35  

Ламбрей, Тереза и Бобби расположились в маленькой гостиной, примыкающей к залу. После каждой фразы повисала длинная пауза. Бобби время от времени отпускал какую-нибудь шуточку, но никто из троих не вдумывался в смысл его слов. От зала их отделяла высокая резная дубовая дверь. Шум голосов то и дело заглушал звук патефона, и тогда легко можно было узнать гулкий бас Фонтена.

—   Вы решительно не танцуете? — спросил Шарль-Арман.

—   Слишком жарко, — ответила Тереза, с томным видом склонив голову.

— Да, действительно жара, — отозвался Шарль-Арман, откинувшись на спинку кресла и разведя руками.

Полулежа на диванчике времен Директории, Тереза улыбалась неизвестно чему, обнажая ряд белых зубов.
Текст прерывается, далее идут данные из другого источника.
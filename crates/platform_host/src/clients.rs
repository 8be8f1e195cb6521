//! Foreground window-client contracts used by the share delivery router.

use std::{cell::RefCell, fmt, future::Future, pin::Pin, rc::Rc};

use serde::{Deserialize, Serialize};
use serde_json::Value;

/// Object-safe boxed future used by [`ClientRegistry`].
pub type ClientFuture<'a, T> = Pin<Box<dyn Future<Output = T> + 'a>>;

#[derive(Debug, Clone, PartialEq, Eq, Hash, PartialOrd, Ord, Serialize, Deserialize)]
/// Platform-assigned id of a foreground window client.
pub struct ClientId(pub String);

impl fmt::Display for ClientId {
    fn fmt(&self, f: &mut fmt::Formatter<'_>) -> fmt::Result {
        f.write_str(&self.0)
    }
}

#[derive(Debug, Clone, PartialEq, Eq)]
/// Snapshot of a window client at enumeration time.
///
/// The agent does not own the window; it may close before the id is used again.
pub struct ClientInfo {
    /// Client id usable with [`ClientRegistry::focus`] and [`ClientRegistry::post_message`].
    pub id: ClientId,
    /// URL the client currently shows.
    pub url: String,
    /// Whether the agent already controls the client.
    pub controlled: bool,
}

/// Host service for enumerating, focusing, messaging, and opening foreground windows.
pub trait ClientRegistry {
    /// Lists window clients in platform order, optionally including uncontrolled ones.
    fn window_clients<'a>(
        &'a self,
        include_uncontrolled: bool,
    ) -> ClientFuture<'a, Result<Vec<ClientInfo>, String>>;

    /// Brings a window client to the foreground.
    fn focus<'a>(&'a self, client: &'a ClientId) -> ClientFuture<'a, Result<(), String>>;

    /// Posts a structured message to a window client.
    fn post_message<'a>(
        &'a self,
        client: &'a ClientId,
        message: &'a Value,
    ) -> ClientFuture<'a, Result<(), String>>;

    /// Opens a new window at `url`. `Ok(None)` means the platform declined to open one.
    fn open_window<'a>(
        &'a self,
        url: &'a str,
    ) -> ClientFuture<'a, Result<Option<ClientId>, String>>;
}

#[derive(Debug, Default)]
struct MemoryClientsState {
    windows: Vec<ClientInfo>,
    focused: Vec<ClientId>,
    posted: Vec<(ClientId, Value)>,
    opened: Vec<String>,
    refuse_open: bool,
    next_id: u32,
}

impl MemoryClientsState {
    fn allocate_id(&mut self) -> ClientId {
        self.next_id += 1;
        ClientId(format!("window-{}", self.next_id))
    }
}

#[derive(Debug, Clone, Default)]
/// In-memory window registry that records focus, message, and open calls.
pub struct MemoryClientRegistry {
    inner: Rc<RefCell<MemoryClientsState>>,
}

impl MemoryClientRegistry {
    /// Adds an already-open window and returns its id.
    pub fn add_window(&self, url: impl Into<String>, controlled: bool) -> ClientId {
        let mut state = self.inner.borrow_mut();
        let id = state.allocate_id();
        state.windows.push(ClientInfo {
            id: id.clone(),
            url: url.into(),
            controlled,
        });
        id
    }

    /// Closes a window; later focus/post calls for it fail.
    pub fn close_window(&self, client: &ClientId) {
        self.inner.borrow_mut().windows.retain(|w| &w.id != client);
    }

    /// Makes subsequent [`ClientRegistry::open_window`] calls resolve to `Ok(None)`.
    pub fn refuse_open_window(&self, refuse: bool) {
        self.inner.borrow_mut().refuse_open = refuse;
    }

    /// Clients focused so far, in order.
    pub fn focused(&self) -> Vec<ClientId> {
        self.inner.borrow().focused.clone()
    }

    /// Messages delivered so far, in order.
    pub fn posted(&self) -> Vec<(ClientId, Value)> {
        self.inner.borrow().posted.clone()
    }

    /// URLs passed to [`ClientRegistry::open_window`], in order.
    pub fn opened_urls(&self) -> Vec<String> {
        self.inner.borrow().opened.clone()
    }

    fn ensure_present(&self, client: &ClientId) -> Result<(), String> {
        if self.inner.borrow().windows.iter().any(|w| &w.id == client) {
            Ok(())
        } else {
            Err(format!("client {client} is gone"))
        }
    }
}

impl ClientRegistry for MemoryClientRegistry {
    fn window_clients<'a>(
        &'a self,
        include_uncontrolled: bool,
    ) -> ClientFuture<'a, Result<Vec<ClientInfo>, String>> {
        Box::pin(async move {
            Ok(self
                .inner
                .borrow()
                .windows
                .iter()
                .filter(|w| include_uncontrolled || w.controlled)
                .cloned()
                .collect())
        })
    }

    fn focus<'a>(&'a self, client: &'a ClientId) -> ClientFuture<'a, Result<(), String>> {
        Box::pin(async move {
            self.ensure_present(client)?;
            self.inner.borrow_mut().focused.push(client.clone());
            Ok(())
        })
    }

    fn post_message<'a>(
        &'a self,
        client: &'a ClientId,
        message: &'a Value,
    ) -> ClientFuture<'a, Result<(), String>> {
        Box::pin(async move {
            self.ensure_present(client)?;
            self.inner
                .borrow_mut()
                .posted
                .push((client.clone(), message.clone()));
            Ok(())
        })
    }

    fn open_window<'a>(
        &'a self,
        url: &'a str,
    ) -> ClientFuture<'a, Result<Option<ClientId>, String>> {
        Box::pin(async move {
            let mut state = self.inner.borrow_mut();
            state.opened.push(url.to_string());
            if state.refuse_open {
                return Ok(None);
            }
            let id = state.allocate_id();
            state.windows.push(ClientInfo {
                id: id.clone(),
                url: url.to_string(),
                controlled: true,
            });
            Ok(Some(id))
        })
    }
}
//! Share-target request classification and payload extraction.
//!
//! Classification is intentionally permissive: any one of four independent signals marks a
//! request as a share. A false positive costs one redirect; a false negative loses the share.

use url::Url;

use crate::SharePayload;

/// Literal marker carried by share-target entry URLs, as a path fragment or query key.
pub const SHARE_TARGET_MARKER: &str = "share-target";

/// Query key of the shared title.
pub const TITLE_PARAM: &str = "title";

/// Query key of the shared text.
pub const TEXT_PARAM: &str = "text";

/// Query key of the shared URL.
pub const URL_PARAM: &str = "url";

/// Query key appended to the redirect answered for every share request.
pub const SHARE_SUCCESS_PARAM: &str = "share-success";

/// Base used to resolve root-relative request URLs; never observable in results.
const RELATIVE_BASE: &str = "http://share-target.invalid/";

/// Parses an absolute or root-relative request URL.
pub fn parse_request_url(raw: &str) -> Option<Url> {
    let base = Url::parse(RELATIVE_BASE).ok()?;
    base.join(raw.trim()).ok()
}

/// Individual share-target signals detected on a request URL.
#[derive(Debug, Clone, Copy, PartialEq, Eq, Default)]
pub struct ShareSignals {
    /// The path contains [`SHARE_TARGET_MARKER`].
    pub path_marker: bool,
    /// The query has a [`SHARE_TARGET_MARKER`] key.
    pub query_marker: bool,
    /// The query has a [`TEXT_PARAM`] key.
    pub text_param: bool,
    /// The query has a [`URL_PARAM`] key.
    pub url_param: bool,
}

impl ShareSignals {
    /// Detects every signal on `url`.
    pub fn detect(url: &Url) -> Self {
        let mut signals = Self {
            path_marker: url.path().contains(SHARE_TARGET_MARKER),
            ..Self::default()
        };
        for (key, _) in url.query_pairs() {
            match &*key {
                SHARE_TARGET_MARKER => signals.query_marker = true,
                TEXT_PARAM => signals.text_param = true,
                URL_PARAM => signals.url_param = true,
                _ => {}
            }
        }
        signals
    }

    /// Returns whether at least one signal fired.
    pub const fn any(self) -> bool {
        self.path_marker || self.query_marker || self.text_param || self.url_param
    }
}

/// Returns whether `url` is shaped like a share-target request.
pub fn is_share_target(url: &Url) -> bool {
    ShareSignals::detect(url).any()
}

/// Extracts the payload from `url`'s query. Absent keys become empty strings; when a key
/// repeats, the first value wins.
pub fn extract_share_payload(url: &Url) -> SharePayload {
    let mut title = None;
    let mut text = None;
    let mut shared_url = None;
    for (key, value) in url.query_pairs() {
        let slot = match &*key {
            TITLE_PARAM => &mut title,
            TEXT_PARAM => &mut text,
            URL_PARAM => &mut shared_url,
            _ => continue,
        };
        if slot.is_none() {
            *slot = Some(value.into_owned());
        }
    }
    SharePayload {
        title: title.unwrap_or_default(),
        text: text.unwrap_or_default(),
        url: shared_url.unwrap_or_default(),
    }
}

/// Classifies a raw request URL and extracts its payload when it is a share-target request.
///
/// Unparseable URLs are never share requests.
pub fn classify_share_request(raw_url: &str) -> Option<SharePayload> {
    let url = parse_request_url(raw_url)?;
    is_share_target(&url).then(|| extract_share_payload(&url))
}

#[cfg(test)]
mod tests {
    use pretty_assertions::assert_eq;

    use super::*;

    fn signals(raw: &str) -> ShareSignals {
        ShareSignals::detect(&parse_request_url(raw).expect("url"))
    }

    #[test]
    fn url_and_title_query_is_a_share() {
        assert_eq!(
            classify_share_request("/?url=https://example.com/item&title=Foo"),
            Some(SharePayload::new("Foo", "", "https://example.com/item"))
        );
    }

    #[test]
    fn text_query_is_percent_decoded() {
        assert_eq!(
            classify_share_request("/?text=Check%20this%20out%20https://a.co/d/xyz"),
            Some(SharePayload::new("", "Check this out https://a.co/d/xyz", ""))
        );
    }

    #[test]
    fn each_signal_alone_is_sufficient() {
        assert!(signals("/share-target/receive").path_marker);
        assert!(signals("/?share-target").query_marker);
        assert!(signals("/?share-target=true").query_marker);
        assert!(signals("/?text=").text_param);
        assert!(signals("https://app.test/?url=x").url_param);

        for raw in [
            "/share-target/receive",
            "/?share-target",
            "/?text=",
            "/?url=x",
        ] {
            assert!(classify_share_request(raw).is_some(), "{raw} should be a share");
        }
    }

    #[test]
    fn plain_navigation_and_marker_values_are_not_shares() {
        assert_eq!(classify_share_request("/"), None);
        assert_eq!(classify_share_request("/index.html?title=Only%20title"), None);
        assert_eq!(classify_share_request("/?share-success=true"), None);
        assert_eq!(classify_share_request("/?ref=share-target"), None);
    }

    #[test]
    fn marker_only_request_yields_empty_payload() {
        assert_eq!(
            classify_share_request("/?share-target=true"),
            Some(SharePayload::default())
        );
    }

    #[test]
    fn first_repeated_value_wins() {
        assert_eq!(
            classify_share_request("/?url=https://a.test&url=https://b.test"),
            Some(SharePayload::new("", "", "https://a.test"))
        );
    }
}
Щека Бобби казалась чуть вздернутой из-за иронической складочки на подбородке.

Шарль-Арман поднялся и отдернул тяжелую штору.

—   А вы не боитесь налета? — спросила Тереза, указав на зажженную люстру.

—   Посмотрите лучше, какой красивый вечер, — пожал плечами Шарль-Арман.

Он услышал стук каблучков по полу — она подошла к окну.

Вечер действительно был великолепен. В небе висели огромные звезды, в долине лежал молочный туман, сквозь который то там, то тут просвечивали темные силуэты тополей. В глубине парка, как раз над высокой пихтой, звезды сложились в какой-то замысловатый рисунок.

Шарль-Арман взял Терезу за руку чуть выше запястья. Она стояла совсем близко, касаясь его плечом, локтем и бедром, и он уже не смотрел на небо, а, скосив глаза, разглядывал ее профиль, высокий лоб, нежное веко, тонкую линию носа. Аромат вечернего воздуха смешивался с легким запахом духов, исходящим от ее виска. Если бы за спиной не было Бобби, Шарль-Арман наклонился бы к Терезе и коснулся бы губами ее шеи. Ему хотелось сказать: «Давайте улизнем от него в парк!» Он начал подбирать слова, крутить фразу и так и сяк, боясь, что приятель его услышит. Но момент был упущен.

Тереза отодвинулась от него и снова уселась на диван. Ей показалось, что оба кавалера разглядывают ее ноги, и она быстро натянула на колени короткое платье.

Шарль-Арман упал в глубокое кожаное кресло, которое никак не вязалось со старинной обстановкой комнаты.

— Это кресло адмирала, — сказала Тереза.

Шарль-Арман чиркнул спичкой, и огонек высветил перстень на пальце и насмешливую улыбку, появившуюся на его лице. Он откинулся на кожаную спинку кресла и вдруг ощутил необыкновенный прилив счастья оттого, что он здесь, что вдыхает свежий ночной воздух и следит, как поднимается к люстре сигаретный дымок.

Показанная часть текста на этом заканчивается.